Jeffrey Noel, The College of Wooster


The oxidative degradation of nicotinate (vitamin B3) to fumarate is considered a model system for the bacterial degradation of N-heterocyclic compounds, some of which are major pollutants; yet, only recently has the complete set of genes corresponding to the enzymes involved in this pathway been identified. Of the six enzymes involved in the degradation of nicotinate, maleamate amidohydrolase (NicF), is a hydrolytic deamidase involved in the penultimate reaction of the pathway: the hydrolytic deamination of maleamate to maleate. The goal of this study was to kinetically and mechanistically characterize NicF. A kinetic inhibition assays using maleate established that the binding affinity of maleate by NicF is ~ 100-fold weaker than that of maleamate.

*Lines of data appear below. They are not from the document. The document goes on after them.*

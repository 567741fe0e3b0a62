//! Image acquisition. Every input shape (zip archive, raw buffer, plain
//! dex file) ends up as a page-aligned read-only mapping owned by the
//! session; images that fail validation are skipped with a warning so one
//! bad dex does not sink the rest of an apk.

use std::fs::File;
use std::io::Read;
use std::path::Path;

use log::{debug, warn};
use memmap2::{Mmap, MmapMut};
use zip::ZipArchive;

use crate::error::DexKitError;
use crate::file::{DexFile, CDEX_MAGIC, DEX_MAGIC};
use crate::{dex_err, Result};

/// One owned dex image: a read-only byte region plus where it came from.
#[derive(Debug)]
pub struct DexImage {
    data: Mmap,
    location: String,
}

impl DexImage {
    /// Copies `bytes` into a fresh anonymous mapping after validating the
    /// header.
    pub fn from_bytes(bytes: &[u8], location: &str) -> Result<DexImage> {
        validate_image(bytes, location)?;
        let mut map = MmapMut::map_anon(bytes.len())?;
        map.copy_from_slice(bytes);
        Ok(DexImage {
            data: map.make_read_only()?,
            location: location.to_string(),
        })
    }

    /// Maps a standalone `.dex` file read-only.
    pub fn map_path(path: &Path) -> Result<DexImage> {
        let location = path.display().to_string();
        let file = File::open(path).map_err(|source| DexKitError::FileNotFound {
            path: location.clone(),
            source,
        })?;
        let map = unsafe { Mmap::map(&file)? };
        validate_image(&map, &location)?;
        Ok(DexImage {
            data: map,
            location,
        })
    }

    pub fn location(&self) -> &str {
        &self.location
    }

    pub fn data(&self) -> &[u8] {
        &self.data
    }

    /// Lifts the image into typed tables. O(1) apart from validation; views
    /// are re-opened per operation so the session never borrows itself.
    pub fn open(&self) -> Result<DexFile<'_, Mmap>> {
        DexFile::from_raw_parts(&self.data, &self.location)
    }
}

/// Header-level validation per the load contract: standard dex magic,
/// compact dex refused, `file_size` must equal the mapping length.
fn validate_image(data: &[u8], location: &str) -> Result<()> {
    if data.len() < 0x70 {
        return dex_err!(
            InvalidImage,
            "{}: image of {} bytes is too small for a dex header",
            location,
            data.len()
        );
    }
    if &data[..4] == CDEX_MAGIC {
        return dex_err!(InvalidImage, "{}: compact dex is not supported", location);
    }
    if &data[..4] != DEX_MAGIC {
        return dex_err!(InvalidImage, "{}: bad dex magic", location);
    }
    let file_size = u32::from_le_bytes([data[32], data[33], data[34], data[35]]);
    if file_size as usize != data.len() {
        return dex_err!(
            InvalidImage,
            "{}: header file_size {} does not match image length {}",
            location,
            file_size,
            data.len()
        );
    }
    Ok(())
}

/// Extracts every `classes*.dex` entry of a zip archive, in multidex
/// order.
pub fn load_zip_path(path: &Path) -> Result<Vec<DexImage>> {
    let location = path.display().to_string();
    let file = File::open(path).map_err(|source| DexKitError::FileNotFound {
        path: location.clone(),
        source,
    })?;
    let mut archive = ZipArchive::new(file)?;

    let mut entries: Vec<(u32, String)> = archive
        .file_names()
        .filter_map(|name| classes_dex_ordinal(name).map(|ord| (ord, name.to_string())))
        .collect();
    entries.sort();
    if entries.is_empty() {
        return dex_err!(EmptyArchive { path: location });
    }

    let mut images = Vec::with_capacity(entries.len());
    for (_, name) in &entries {
        let mut entry = archive.by_name(name)?;
        let mut buf = Vec::with_capacity(entry.size() as usize);
        entry.read_to_end(&mut buf)?;
        let entry_location = format!("{}!{}", location, name);
        match DexImage::from_bytes(&buf, &entry_location) {
            Ok(image) => {
                debug!("loaded {} ({} bytes)", entry_location, buf.len());
                images.push(image);
            }
            Err(err) => warn!("skipping {}: {}", entry_location, err),
        }
    }
    if images.is_empty() {
        return dex_err!(InvalidImage, "{}: no usable dex entries", location);
    }
    Ok(images)
}

/// Copies raw in-memory buffers into owned mappings, skipping invalid
/// ones.
pub fn load_bytes<B: AsRef<[u8]>>(buffers: &[B]) -> Result<Vec<DexImage>> {
    let mut images = Vec::with_capacity(buffers.len());
    for (i, buffer) in buffers.iter().enumerate() {
        let location = format!("[buffer {}]", i);
        match DexImage::from_bytes(buffer.as_ref(), &location) {
            Ok(image) => images.push(image),
            Err(err) => warn!("skipping {}: {}", location, err),
        }
    }
    if images.is_empty() {
        return dex_err!(InvalidImage, "no usable dex image in the input");
    }
    Ok(images)
}

/// Multidex ordinal of an archive entry: `classes.dex` is 1,
/// `classesN.dex` is N. `None` for everything else.
fn classes_dex_ordinal(name: &str) -> Option<u32> {
    let digits = name.strip_prefix("classes")?.strip_suffix(".dex")?;
    if digits.is_empty() {
        return Some(1);
    }
    digits.parse().ok().filter(|n| *n >= 2)
}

Additionally, the highly conserved cysteine residue, Cys150, from the catalytic triad was shown to be crucial for catalysis through the use of the thiol-blocking reagent, MMTS. Additionally, an analysis of the effect of the salts, NaF and NaCl, on NicF activity led to the conclusions that cationic amino acids, likely Arg175 and Lys190, are important for the binding of maleamate. Furthermore, an examination of the use of the substrate, succinamate, suggested that the hypothesized catalytically important residues, Arg175 and Lys190, may induce NicF*maleamate binding. A more detailed understanding of the mechanism of NicF has the potential to reveal information helpful in managing environmental waste concerns as well as infectious diseases.